As an example, I tweeted at Gordon Fox [Speaker of the R.I. House], why he didn’t understand a complicated form, as his lawyer said he didn’t, which led to his most recent ethics violation.

That may be something I will look into for a longer piece, but I tweet that off and go about my day.

Is there a difference in my persona? Not a conscious one. It just happens. Twitter is a kind of thing I’m at all day long. I can fire something off quickly. It has been a way for me to sharpen my voice, certainly. I’ve gotten pretty inventive on Twitter. I think my writing in the paper is catching up, and that’s been fun.

I’m only 28; I haven’t been a full-time reporter before, this is my first regular salaried job for a publication, so there’s certainly going to be some learning going on.

For me, I’d be lying if I said that I figured out the right balance in social media and reporting and my life, hanging out with my girl friend, going to the gym, and sleeping. I’m figuring all that out. It’s not easy.

ConvergenceRI: Is a career in journalism conducive to long-term relationships and a long, happy and healthy life?
EIL:
I think it’s really premature for me to comment on that. Am I a healthier person for taking this job? Absolutely not; I’ll leave it at that.

ConvergenceRI: What’s the most fun you’ve had in this job?
EIL:
That’s the amazing part of this job, something I’m incredibly grateful for, is how much fun it is. There is very little work I do for this job that I don’t want to be doing. Whatever happens after this job, I’m sure I won’t ever be able to match that again.

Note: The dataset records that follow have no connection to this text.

//! Prometheus metrics for the feature store and the ranking engine
//!
//! Features:
//! - Store operation counters (by element type and outcome)
//! - Optimistic concurrency conflicts
//! - Validation rejections per strategy
//! - Compiled ranker cache hits/misses and compile latency

use prometheus::{
    Encoder, HistogramOpts, HistogramVec, IntCounter, IntCounterVec, Opts, Registry, TextEncoder,
};
use tracing::{error, info};

lazy_static::lazy_static! {
    /// Global metrics registry
    pub static ref METRICS_REGISTRY: Registry = Registry::new();

    pub static ref STORE_OPERATIONS: IntCounterVec = IntCounterVec::new(
        Opts::new("ltrstore_operations_total", "Total feature store operations"),
        &["operation", "type", "status"]
    ).unwrap();

    pub static ref VERSION_CONFLICTS: IntCounterVec = IntCounterVec::new(
        Opts::new("ltrstore_version_conflicts_total", "Writes rejected by the version check"),
        &["type"]
    ).unwrap();

    pub static ref VALIDATION_REJECTIONS: IntCounterVec = IntCounterVec::new(
        Opts::new("ltrstore_validation_rejections_total", "Writes rejected by validation"),
        &["strategy"]
    ).unwrap();

    pub static ref RANKER_CACHE_HITS: IntCounter = IntCounter::new(
        "ltrstore_ranker_cache_hits_total",
        "Compiled ranker cache hits"
    ).unwrap();

    pub static ref RANKER_CACHE_MISSES: IntCounter = IntCounter::new(
        "ltrstore_ranker_cache_misses_total",
        "Compiled ranker cache misses"
    ).unwrap();

    pub static ref RANKER_COMPILE_DURATION: HistogramVec = HistogramVec::new(
        HistogramOpts::new(
            "ltrstore_ranker_compile_duration_seconds",
            "Ranker compilation duration in seconds"
        ).buckets(vec![0.0001, 0.0005, 0.001, 0.005, 0.01, 0.05, 0.1, 0.5, 1.0]),
        &["ranker_type"]
    ).unwrap();
}

/// Initialize metrics registry
///
/// Safe to call more than once; already registered collectors are skipped.
pub fn init_metrics() {
    info!("Initializing Prometheus metrics");

    METRICS_REGISTRY.register(Box::new(STORE_OPERATIONS.clone())).ok();
    METRICS_REGISTRY.register(Box::new(VERSION_CONFLICTS.clone())).ok();
    METRICS_REGISTRY.register(Box::new(VALIDATION_REJECTIONS.clone())).ok();
    METRICS_REGISTRY.register(Box::new(RANKER_CACHE_HITS.clone())).ok();
    METRICS_REGISTRY.register(Box::new(RANKER_CACHE_MISSES.clone())).ok();
    METRICS_REGISTRY.register(Box::new(RANKER_COMPILE_DURATION.clone())).ok();
}

/// Record a store operation
pub fn record_store_operation(operation: &str, element_type: &str, success: bool) {
    let status = if success { "success" } else { "error" };
    STORE_OPERATIONS
        .with_label_values(&[operation, element_type, status])
        .inc();
}

pub fn record_version_conflict(element_type: &str) {
    VERSION_CONFLICTS.with_label_values(&[element_type]).inc();
}

pub fn record_validation_rejection(strategy: &str) {
    VALIDATION_REJECTIONS.with_label_values(&[strategy]).inc();
}

pub fn record_cache_lookup(hit: bool) {
    if hit {
        RANKER_CACHE_HITS.inc();
    } else {
        RANKER_CACHE_MISSES.inc();
    }
}

pub fn observe_compile(ranker_type: &str, seconds: f64) {
    RANKER_COMPILE_DURATION
        .with_label_values(&[ranker_type])
        .observe(seconds);
}

/// Export all metrics in Prometheus text format
pub fn export_metrics() -> String {
    let encoder = TextEncoder::new();
    let metric_families = METRICS_REGISTRY.gather();

    let mut buffer = Vec::new();
    if let Err(e) = encoder.encode(&metric_families, &mut buffer) {
        error!(error = %e, "Failed to encode metrics");
        return String::from("# Error encoding metrics\n");
    }

    String::from_utf8(buffer).unwrap_or_else(|_| String::from("# Error converting metrics\n"))
}

#[cfg(test)]
mod tests {
    use super::*;

    #[test]
    fn test_init_metrics_twice() {
        init_metrics();
        init_metrics();
    }

    #[test]
    fn test_record_and_export() {
        init_metrics();
        record_store_operation("create", "feature", true);
        record_version_conflict("model");
        record_cache_lookup(true);

        let output = export_metrics();
        assert!(output.contains("ltrstore_operations_total"));
        assert!(output.contains("ltrstore_version_conflicts_total"));
    }

    #[test]
    fn test_cache_counters() {
        let hits = RANKER_CACHE_HITS.get();
        let misses = RANKER_CACHE_MISSES.get();
        record_cache_lookup(true);
        record_cache_lookup(false);
        assert!(RANKER_CACHE_HITS.get() > hits);
        assert!(RANKER_CACHE_MISSES.get() > misses);
    }
}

Covering anti-Westboro Baptist Church protests at five different locations in Rhode Island; attending a foam party at the Dunkin Donuts Center, that Providence Public Safety had put a warning out about; interviewing mayoral and gubernatorial candidates in an election year of great importance to the state, to putting together an article about Valentines Day, saying what I really felt about it, that it is a “monstrous orgy of commodified emotion” [in his journalistic box of chocolates]. I could go on and on.

It’s all fun, maybe that’s a lame response, this job is so much fun, that’s why I do it. But I care deeply, deeply about Rhode Island.